A couple of breaks in the dreary, cold and wet weather have allowed some forays into the garden this past week. Impatient to get on with the new season’s work, but thwarted by the climate, these were invaluable and soul-lightening sessions.
I embarked on a major ‘spring clean’ of Mrs P’s garden. This is my favourite client’s garden, the first one I took on, and the one where I feel most at home. Last summer I made a small ‘Shakespeare garden’ on behalf of Mrs P’s colleagues, as a retirement present. I remember planting it up on a miserable wet July day, when the storm scene in ‘King Lear’ was more appropriate than ‘A Midsummer Night’s Dream’ – but it has overwintered reasonably well. A number of Thymus have suffered in the rain, and may need replacing, but otherwise all is well, It did need a good weed and hoe though. I am hopeful that it will flourish this spring and summer.
In the rest of the garden I took a fairly no-nonsense approach to a number of shrubs that have been getting unruly. Buddleia davidii was taken right down to its base, to promote (all being well) some new flowering stems – with flowers at head height, rather than 12ft in the air. Given that one of Buddleia’s redeeming features is its attractiveness to butterflies, it seems a shame for them to be way up high. A very large Cornus also needed a good prune – leaving enough of the red stems to play off against the bright lime green of a neighbouring Fatsia japonica for the moment – but bringing the overall size in by about half, and allowing the underplanted spring bulbs some space.
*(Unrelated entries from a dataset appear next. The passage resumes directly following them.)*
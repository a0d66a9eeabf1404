//! Token kinds and grammar rule kinds.

use serde::Serialize;
use std::fmt;

/// The kind of a token. This set is closed; the camelCase spelling returned by
/// [`TokenKind::as_str`] is what other tools match on.
#[derive(Debug, Clone, Copy, PartialEq, Eq, Hash, PartialOrd, Ord, Serialize)]
#[serde(rename_all = "camelCase")]
pub enum TokenKind {
    // Literals
    String,
    StringStart,
    StringPart,
    StringEnd,
    Number,
    Character,

    // Punctuation
    OpenParen,
    CloseParen,
    OpenCurly,
    CloseCurly,
    OpenSquare,
    CloseSquare,
    Equal,
    Tilde,
    Semicolon,
    Colon,
    QuestionMark,

    // Names
    VariableName,
    BinaryOperatorName,
    PostfixOperatorName,
}

impl TokenKind {
    pub const ALL: [TokenKind; 20] = [
        TokenKind::String,
        TokenKind::StringStart,
        TokenKind::StringPart,
        TokenKind::StringEnd,
        TokenKind::Number,
        TokenKind::Character,
        TokenKind::OpenParen,
        TokenKind::CloseParen,
        TokenKind::OpenCurly,
        TokenKind::CloseCurly,
        TokenKind::OpenSquare,
        TokenKind::CloseSquare,
        TokenKind::Equal,
        TokenKind::Tilde,
        TokenKind::Semicolon,
        TokenKind::Colon,
        TokenKind::QuestionMark,
        TokenKind::VariableName,
        TokenKind::BinaryOperatorName,
        TokenKind::PostfixOperatorName,
    ];

    /// The exact spelling of this kind.
    pub fn as_str(self) -> &'static str {
        match self {
            TokenKind::String => "string",
            TokenKind::StringStart => "stringStart",
            TokenKind::StringPart => "stringPart",
            TokenKind::StringEnd => "stringEnd",
            TokenKind::Number => "number",
            TokenKind::Character => "character",
            TokenKind::OpenParen => "openParen",
            TokenKind::CloseParen => "closeParen",
            TokenKind::OpenCurly => "openCurly",
            TokenKind::CloseCurly => "closeCurly",
            TokenKind::OpenSquare => "openSquare",
            TokenKind::CloseSquare => "closeSquare",
            TokenKind::Equal => "equal",
            TokenKind::Tilde => "tilde",
            TokenKind::Semicolon => "semicolon",
            TokenKind::Colon => "colon",
            TokenKind::QuestionMark => "questionMark",
            TokenKind::VariableName => "variableName",
            TokenKind::BinaryOperatorName => "binaryOperatorName",
            TokenKind::PostfixOperatorName => "postfixOperatorName",
        }
    }

    /// The fixed source text of a punctuation token.
    pub fn punctuation_text(self) -> Option<&'static str> {
        match self {
            TokenKind::OpenParen => Some("("),
            TokenKind::CloseParen => Some(")"),
            TokenKind::OpenCurly => Some("{"),
            TokenKind::CloseCurly => Some("}"),
            TokenKind::OpenSquare => Some("["),
            TokenKind::CloseSquare => Some("]"),
            TokenKind::Equal => Some("="),
            TokenKind::Tilde => Some("~"),
            TokenKind::Semicolon => Some(";"),
            TokenKind::Colon => Some(":"),
            TokenKind::QuestionMark => Some("?"),
            _ => None,
        }
    }

    /// Map a punctuation character to its token kind.
    pub fn from_punctuation(ch: char) -> Option<TokenKind> {
        Some(match ch {
            '(' => TokenKind::OpenParen,
            ')' => TokenKind::CloseParen,
            '{' => TokenKind::OpenCurly,
            '}' => TokenKind::CloseCurly,
            '[' => TokenKind::OpenSquare,
            ']' => TokenKind::CloseSquare,
            '=' => TokenKind::Equal,
            '~' => TokenKind::Tilde,
            ';' => TokenKind::Semicolon,
            ':' => TokenKind::Colon,
            '?' => TokenKind::QuestionMark,
            _ => return None,
        })
    }

    /// How this kind is named in "expected" diagnostics.
    pub fn describe(self) -> &'static str {
        self.punctuation_text().unwrap_or_else(|| self.as_str())
    }
}

impl fmt::Display for TokenKind {
    fn fmt(&self, f: &mut fmt::Formatter<'_>) -> fmt::Result {
        f.write_str(self.as_str())
    }
}

/// The grammar rules that record a node in the concrete syntax tree.
///
/// `primary`, `literal` and `nonVariable` only dispatch between alternatives
/// and therefore have no kind of their own.
#[derive(Debug, Clone, Copy, PartialEq, Eq, Hash, Serialize)]
#[serde(rename_all = "camelCase")]
pub enum RuleKind {
    Program,
    Expression,
    Term,
    Ternary,
    Parenthesized,
    Assignment,
    VariableReference,
    FunctionLiteral,
    ArrayLiteral,
    NumberLiteral,
    StringLiteral,
    InterpolatedStringLiteral,
    CharacterLiteral,
    Implicit,
}

impl RuleKind {
    pub fn as_str(self) -> &'static str {
        match self {
            RuleKind::Program => "program",
            RuleKind::Expression => "expression",
            RuleKind::Term => "term",
            RuleKind::Ternary => "ternary",
            RuleKind::Parenthesized => "parenthesized",
            RuleKind::Assignment => "assignment",
            RuleKind::VariableReference => "variableReference",
            RuleKind::FunctionLiteral => "functionLiteral",
            RuleKind::ArrayLiteral => "arrayLiteral",
            RuleKind::NumberLiteral => "numberLiteral",
            RuleKind::StringLiteral => "stringLiteral",
            RuleKind::InterpolatedStringLiteral => "interpolatedStringLiteral",
            RuleKind::CharacterLiteral => "characterLiteral",
            RuleKind::Implicit => "implicit",
        }
    }
}

impl fmt::Display for RuleKind {
    fn fmt(&self, f: &mut fmt::Formatter<'_>) -> fmt::Result {
        f.write_str(self.as_str())
    }
}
I will take the rest back when more colour appears elsewhere, and this will promote new, brighter coloured shoots next winter.
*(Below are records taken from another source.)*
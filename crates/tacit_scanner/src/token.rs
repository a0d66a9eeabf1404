//! Scanner output: tokens plus the trivia skipped between them.

use serde::Serialize;
use tacit_ast::token::Token;
use tacit_ast::TokenKind;
use tacit_core::text::TextRange;

#[derive(Debug, Clone, Copy, PartialEq, Eq, Serialize)]
#[serde(rename_all = "camelCase")]
pub enum TriviaKind {
    Whitespace,
    /// A `#` comment running to the end of the line.
    Comment,
}

/// Source text skipped by the scanner.
#[derive(Debug, Clone, PartialEq, Eq, Serialize)]
pub struct Trivia {
    pub kind: TriviaKind,
    pub text: String,
    #[serde(skip)]
    pub range: TextRange,
}

/// The result of tokenizing one source text.
#[derive(Debug, Clone, Default, Serialize)]
pub struct ScanResult {
    pub tokens: Vec<Token>,
    pub trivia: Vec<Trivia>,
}

impl ScanResult {
    /// Token kinds in order.
    pub fn kinds(&self) -> Vec<TokenKind> {
        self.tokens.iter().map(|t| t.kind).collect()
    }

    /// Rebuild the source by re-inserting trivia between token images at
    /// their recorded offsets.
    pub fn reconstruct(&self) -> String {
        let mut pieces: Vec<(u32, &str)> = self
            .tokens
            .iter()
            .map(|t| (t.start_index, t.image.as_str()))
            .chain(self.trivia.iter().map(|t| (t.range.pos, t.text.as_str())))
            .collect();
        pieces.sort_by_key(|(start, _)| *start);
        pieces.into_iter().map(|(_, text)| text).collect()
    }

    pub fn into_tokens(self) -> Vec<Token> {
        self.tokens
    }
}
One of the things I have learned, belatedly, as gardening has come to play an ever large part in my life, is that timidity is no use when it comes to most plants. Few are the plants which will not benefit from being taken firmly in hand; fiddly, fossicky pruning is no good at all; plants in the wrong place need to be moved and found a new, better home. For many years I allowed the plants to dictate too much: they still dictate some things, by virtue of their different needs and habits, but it is only a garden if the gardener has the final say.
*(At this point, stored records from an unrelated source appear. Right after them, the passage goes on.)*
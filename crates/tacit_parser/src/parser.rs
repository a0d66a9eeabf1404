//! Parser state and combinator primitives.
//!
//! Grammar rules live in `grammar.rs` and are written in terms of the
//! primitives here: `consume`, `call`, `or`, `many`, `many_separated`,
//! `optional` and `rule`. Each returns a `ParseResult`; an `Err` means the
//! attempt failed and the parser state is back at the attempt's checkpoint.

use log::{debug, trace};
use tacit_ast::{CstElement, CstNode, Program, RuleKind, Token, TokenKind};
use tacit_core::text::LineAndColumn;
use tacit_diagnostics::{ParseError, ParseErrorKind};
use tacit_options::ParseOptions;

pub type ParseResult<T> = Result<T, ParseError>;

/// An ordered-choice alternative.
pub(crate) type Alternative<T> = fn(&mut Parser) -> ParseResult<T>;

/// The result of a successful parse.
#[derive(Debug, Clone, PartialEq, Eq)]
pub struct ParseOutput {
    pub program: Program,
    /// The root `program` node of the concrete syntax tree.
    pub cst: CstNode,
}

/// Parser state that can be restored after a failed attempt.
#[derive(Debug, Clone, Copy, PartialEq, Eq)]
pub(crate) struct Checkpoint {
    cursor: usize,
    trace_len: usize,
}

/// The tacit parser.
pub struct Parser {
    tokens: Vec<Token>,
    /// Index of the next unconsumed token.
    cursor: usize,
    /// Tokens and finished nodes not yet claimed by an enclosing rule.
    trace: Vec<CstElement>,
    options: ParseOptions,
    /// Current rule nesting.
    depth: u32,
    /// The failure detected furthest into the input.
    furthest: Option<ParseError>,
}

impl Parser {
    pub fn new(tokens: Vec<Token>, options: ParseOptions) -> Self {
        Self {
            tokens,
            cursor: 0,
            trace: Vec::new(),
            options,
            depth: 0,
            furthest: None,
        }
    }

    /// Parse the whole token vector as one program.
    pub fn parse_program(mut self) -> Result<ParseOutput, ParseError> {
        let (program, cst) = self.record(RuleKind::Program, Self::program_body)?;

        if let Some(token) = self.tokens.get(self.cursor) {
            // A failure detected past the leftover token explains it better
            // than the leftover token itself, e.g. a missing closing
            // delimiter. Only leftovers nothing got past may be ignored.
            match &self.furthest {
                Some(furthest) if furthest.offset > token.start_index => return Err(furthest.clone()),
                _ if self.options.allow_trailing_tokens => {
                    debug!("ignoring {} trailing tokens", self.tokens.len() - self.cursor);
                }
                _ => {
                    return Err(error_at_token(
                        ParseErrorKind::TrailingTokens { found: token.image.clone() },
                        token,
                    ))
                }
            }
        }

        debug!(
            "parsed {} statements from {} tokens",
            program.body.len(),
            self.tokens.len()
        );
        Ok(ParseOutput { program, cst })
    }

    // ========================================================================
    // Token access
    // ========================================================================

    #[inline]
    pub(crate) fn peek(&self) -> Option<&Token> {
        self.tokens.get(self.cursor)
    }

    #[inline]
    pub(crate) fn at_end(&self) -> bool {
        self.cursor >= self.tokens.len()
    }

    #[inline]
    pub(crate) fn checkpoint(&self) -> Checkpoint {
        Checkpoint {
            cursor: self.cursor,
            trace_len: self.trace.len(),
        }
    }

    #[inline]
    pub(crate) fn restore(&mut self, checkpoint: Checkpoint) {
        self.cursor = checkpoint.cursor;
        self.trace.truncate(checkpoint.trace_len);
    }

    /// Build an error located at the next token, or at the end of input.
    pub(crate) fn error_here(&self, kind: ParseErrorKind) -> ParseError {
        match self.peek() {
            Some(token) => error_at_token(kind, token),
            None => {
                let (offset, position) = self
                    .tokens
                    .last()
                    .map_or((0, LineAndColumn::default()), |last| (last.end_index, last.end()));
                ParseError::new(kind, offset, position, 0)
            }
        }
    }

    // ========================================================================
    // Primitives
    // ========================================================================

    /// Consume the next token if it has `kind`, appending it to the trace.
    pub(crate) fn consume(&mut self, kind: TokenKind) -> ParseResult<Token> {
        match self.peek() {
            Some(token) if token.is(kind) => {
                let token = token.clone();
                self.cursor += 1;
                self.trace.push(CstElement::Token(token.clone()));
                Ok(token)
            }
            found => {
                let found = found.map(|token| token.image.clone());
                Err(self.error_here(ParseErrorKind::Expected {
                    expected: kind.describe().to_string(),
                    found,
                }))
            }
        }
    }

    /// Run `body` as one transaction: on failure the cursor and trace are
    /// restored to where they were before the call.
    pub(crate) fn call<T>(&mut self, body: impl FnOnce(&mut Self) -> ParseResult<T>) -> ParseResult<T> {
        let checkpoint = self.checkpoint();
        match body(self) {
            Ok(value) => Ok(value),
            Err(err) => {
                self.restore(checkpoint);
                self.note_failure(&err);
                Err(err)
            }
        }
    }

    /// Ordered choice: the first alternative that succeeds wins.
    ///
    /// When all fail, the error that got furthest is returned; if none got
    /// past the current token the failure is reported against `rule`.
    pub(crate) fn or<T>(&mut self, rule: &str, alternatives: &[Alternative<T>]) -> ParseResult<T> {
        let mut best: Option<ParseError> = None;
        for alternative in alternatives {
            match self.call(*alternative) {
                Ok(value) => return Ok(value),
                Err(err) if err.is_fatal() => return Err(err),
                Err(err) => {
                    if best.as_ref().map_or(true, |best| err.offset > best.offset) {
                        best = Some(err);
                    }
                }
            }
        }

        let here = self.peek().map(|token| token.start_index);
        match best {
            Some(err) if here.map_or(false, |here| err.offset > here) => Err(err),
            _ => Err(self.error_here(ParseErrorKind::NoAlternative { rule: rule.to_string() })),
        }
    }

    /// Repetitions of `body`, stopping at the first failure. Zero
    /// repetitions are an error when `at_least_one` is set.
    pub(crate) fn many<T>(
        &mut self,
        at_least_one: bool,
        mut body: impl FnMut(&mut Self) -> ParseResult<T>,
    ) -> ParseResult<Vec<T>> {
        let mut items = Vec::new();
        if at_least_one {
            items.push(self.call(&mut body)?);
        }
        while !self.at_end() {
            let before = self.cursor;
            match self.call(&mut body) {
                Ok(item) => {
                    items.push(item);
                    // An iteration that consumed nothing would repeat forever.
                    if self.cursor == before {
                        break;
                    }
                }
                Err(err) if err.is_fatal() => return Err(err),
                Err(_) => break,
            }
        }
        Ok(items)
    }

    /// `body (separator body)*`, or possibly nothing unless `at_least_one`.
    ///
    /// A separator is only consumed together with the item following it.
    pub(crate) fn many_separated<T>(
        &mut self,
        separator: TokenKind,
        at_least_one: bool,
        mut body: impl FnMut(&mut Self) -> ParseResult<T>,
    ) -> ParseResult<Vec<T>> {
        let mut items = Vec::new();
        match self.call(&mut body) {
            Ok(item) => items.push(item),
            Err(err) if err.is_fatal() || at_least_one => return Err(err),
            Err(_) => return Ok(items),
        }
        loop {
            let next = self.call(|p| {
                p.consume(separator)?;
                body(p)
            });
            match next {
                Ok(item) => items.push(item),
                Err(err) if err.is_fatal() => return Err(err),
                Err(_) => break,
            }
        }
        Ok(items)
    }

    /// Try `body`; its failure is not an error.
    pub(crate) fn optional<T>(&mut self, body: impl FnOnce(&mut Self) -> ParseResult<T>) -> ParseResult<Option<T>> {
        match self.call(body) {
            Ok(value) => Ok(Some(value)),
            Err(err) if err.is_fatal() => Err(err),
            Err(_) => Ok(None),
        }
    }

    /// Run `body` as grammar rule `kind`. On success, everything it appended
    /// to the trace becomes the children of one new `kind` node.
    pub(crate) fn rule<T>(&mut self, kind: RuleKind, body: impl FnOnce(&mut Self) -> ParseResult<T>) -> ParseResult<T> {
        let (value, node) = self.record(kind, body)?;
        self.trace.push(CstElement::Node(node));
        Ok(value)
    }

    /// Like [`Parser::rule`], but hands the node back instead of tracing it.
    fn record<T>(
        &mut self,
        kind: RuleKind,
        body: impl FnOnce(&mut Self) -> ParseResult<T>,
    ) -> ParseResult<(T, CstNode)> {
        trace!("{} at token {}", kind, self.cursor);
        self.enter_rule()?;
        let mark = self.trace.len();
        let result = self.call(body);
        self.depth -= 1;
        let value = result?;
        let children = self.trace.split_off(mark);
        Ok((value, CstNode::new(kind, children)))
    }

    fn enter_rule(&mut self) -> ParseResult<()> {
        let limit = self.options.max_nesting_depth;
        if self.depth >= limit {
            return Err(self.error_here(ParseErrorKind::NestingTooDeep { limit }));
        }
        self.depth += 1;
        Ok(())
    }

    /// Remember `err` if it is at least as far into the input as any earlier
    /// failure. Among failures at the same offset the latest one wins, since
    /// it comes from the outermost rule still making progress.
    fn note_failure(&mut self, err: &ParseError) {
        if self.furthest.as_ref().map_or(true, |furthest| err.offset >= furthest.offset) {
            self.furthest = Some(err.clone());
        }
    }
}

pub(crate) fn error_at_token(kind: ParseErrorKind, token: &Token) -> ParseError {
    ParseError::new(
        kind,
        token.start_index,
        token.start(),
        token.end_index - token.start_index,
    )
}

#[cfg(test)]
mod tests {
    use super::*;
    use tacit_scanner::tokenize;

    fn parser(source: &str) -> Parser {
        Parser::new(tokenize(source).unwrap().into_tokens(), ParseOptions::default())
    }

    #[test]
    fn test_consume_and_restore() {
        let mut p = parser("( 1");
        let checkpoint = p.checkpoint();
        assert!(p.consume(TokenKind::OpenParen).is_ok());
        assert_eq!(p.trace.len(), 1);
        p.restore(checkpoint);
        assert_eq!(p.cursor, 0);
        assert!(p.trace.is_empty());

        let err = p.consume(TokenKind::CloseParen).unwrap_err();
        assert_eq!(err.message, "')' expected, found '('.");
    }

    #[test]
    fn test_call_is_transactional() {
        let mut p = parser("( 1 ]");
        let result = p.call(|p| {
            p.consume(TokenKind::OpenParen)?;
            p.consume(TokenKind::Number)?;
            p.consume(TokenKind::CloseParen)
        });
        let err = result.unwrap_err();
        assert_eq!(err.offset, 4);
        assert_eq!(p.cursor, 0);
        assert!(p.trace.is_empty());
        assert_eq!(p.furthest.as_ref().map(|e| e.offset), Some(4));
    }

    #[test]
    fn test_expected_at_end_of_input() {
        let mut p = parser("1");
        p.consume(TokenKind::Number).unwrap();
        let err = p.consume(TokenKind::Semicolon).unwrap_err();
        assert_eq!(err.message, "';' expected at end of input.");
        assert_eq!(err.offset, 1);
    }

    #[test]
    fn test_many_separated() {
        let mut p = parser("1;2;3;");
        let items = p
            .many_separated(TokenKind::Semicolon, true, |p| p.consume(TokenKind::Number))
            .unwrap();
        assert_eq!(items.len(), 3);
        // The dangling separator stays unconsumed.
        assert_eq!(p.peek().map(|t| t.kind), Some(TokenKind::Semicolon));

        let mut p = parser(";");
        let items = p
            .many_separated(TokenKind::Semicolon, false, |p| p.consume(TokenKind::Number))
            .unwrap();
        assert!(items.is_empty());
        assert!(p
            .many_separated(TokenKind::Semicolon, true, |p| p.consume(TokenKind::Number))
            .is_err());
    }

    #[test]
    fn test_many_and_optional() {
        let mut p = parser("1 2 3 ;");
        let numbers = p.many(false, |p| p.consume(TokenKind::Number)).unwrap();
        assert_eq!(numbers.len(), 3);
        assert_eq!(p.optional(|p| p.consume(TokenKind::Colon)).unwrap(), None);
        assert!(p.optional(|p| p.consume(TokenKind::Semicolon)).unwrap().is_some());
        assert!(p.at_end());
        assert!(p.many(false, |p| p.consume(TokenKind::Number)).unwrap().is_empty());
    }

    #[test]
    fn test_many_at_least_one() {
        let mut p = parser("1 2 ;");
        let numbers = p.many(true, |p| p.consume(TokenKind::Number)).unwrap();
        assert_eq!(numbers.len(), 2);
        let err = p.many(true, |p| p.consume(TokenKind::Number)).unwrap_err();
        assert_eq!(
            err.kind,
            ParseErrorKind::Expected {
                expected: "number".into(),
                found: Some(";".into())
            }
        );
        assert_eq!(p.cursor, 2);

        let mut p = parser("");
        assert!(p.many(true, |p| p.consume(TokenKind::Number)).is_err());
        assert!(p.many(false, |p| p.consume(TokenKind::Number)).unwrap().is_empty());
    }

    #[test]
    fn test_many_stops_without_progress() {
        let mut p = parser("1");
        let empties = p.many(false, |_| Ok(())).unwrap();
        assert_eq!(empties.len(), 1);
    }

    #[test]
    fn test_rule_builds_node() {
        let mut p = parser("( 1 )");
        p.rule(RuleKind::Parenthesized, |p| {
            p.consume(TokenKind::OpenParen)?;
            p.rule(RuleKind::NumberLiteral, |p| p.consume(TokenKind::Number))?;
            p.consume(TokenKind::CloseParen)
        })
        .unwrap();
        assert_eq!(p.trace.len(), 1);
        let CstElement::Node(node) = &p.trace[0] else {
            panic!("expected a node");
        };
        assert_eq!(node.kind, RuleKind::Parenthesized);
        assert_eq!(node.children.len(), 3);
        assert_eq!(p.depth, 0);
    }

    #[test]
    fn test_or_reports_no_alternative() {
        let mut p = parser(";");
        let alternatives: [Alternative<Token>; 2] =
            [|p| p.consume(TokenKind::Number), |p| p.consume(TokenKind::String)];
        let err = p.or("literal", &alternatives).unwrap_err();
        assert_eq!(err.kind, ParseErrorKind::NoAlternative { rule: "literal".into() });
    }

    #[test]
    fn test_nesting_limit_is_fatal() {
        let mut p = Parser::new(
            tokenize("1").unwrap().into_tokens(),
            ParseOptions::default().with_max_nesting_depth(2),
        );
        let err = p
            .rule(RuleKind::Expression, |p| {
                p.rule(RuleKind::Term, |p| p.rule(RuleKind::NumberLiteral, |p| p.consume(TokenKind::Number)))
            })
            .unwrap_err();
        assert!(err.is_fatal());
        assert_eq!(p.depth, 0);
    }
}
At home, I did a final clear-up of the herbaceous perennials in the borders – Scabious, Verbascum ‘Clementine’, Acanthus, Sedum spectabile amongst others – all of which had nothing left to offer. And doing so revealed any number of new shoots pushing through as the days lengthen. Clematis ‘Freckles’ had passed unnoticed where it grows against a trellis at the far end of the garden – but, there it is, with delicate white and purple spotted flowers hanging discreetly: what a nice surprise. The cold frame has finally given up the ghost and needs replacing this year: I might take it to the allotment if its crumbling wood will survive the (albeit short) journey… A few strawberry plants have been in the frame over winter, and will soon be heading for the allotment themselves.
Finally, my 3yo girl and I sowed some Broad Beans – ‘The Sutton’, a dwarf growing variety – in toilet roll tubes. They will be brought on in the relative warmth of the conservatory before heading up to the allotment to kick-start the growing season there.
Then there are the plans – which wet weather allows to flourish indoors. The decked area at the top of the garden is going to go ‘tropical’ this year – I want some hot colours and some exotic foliage to create the feeling of a Caribbean or African verandah when we are eating there in summer. Cannas, hardy Banana plants, masses of trailing Nasturtiums, Passiflora – this is what I have in mind.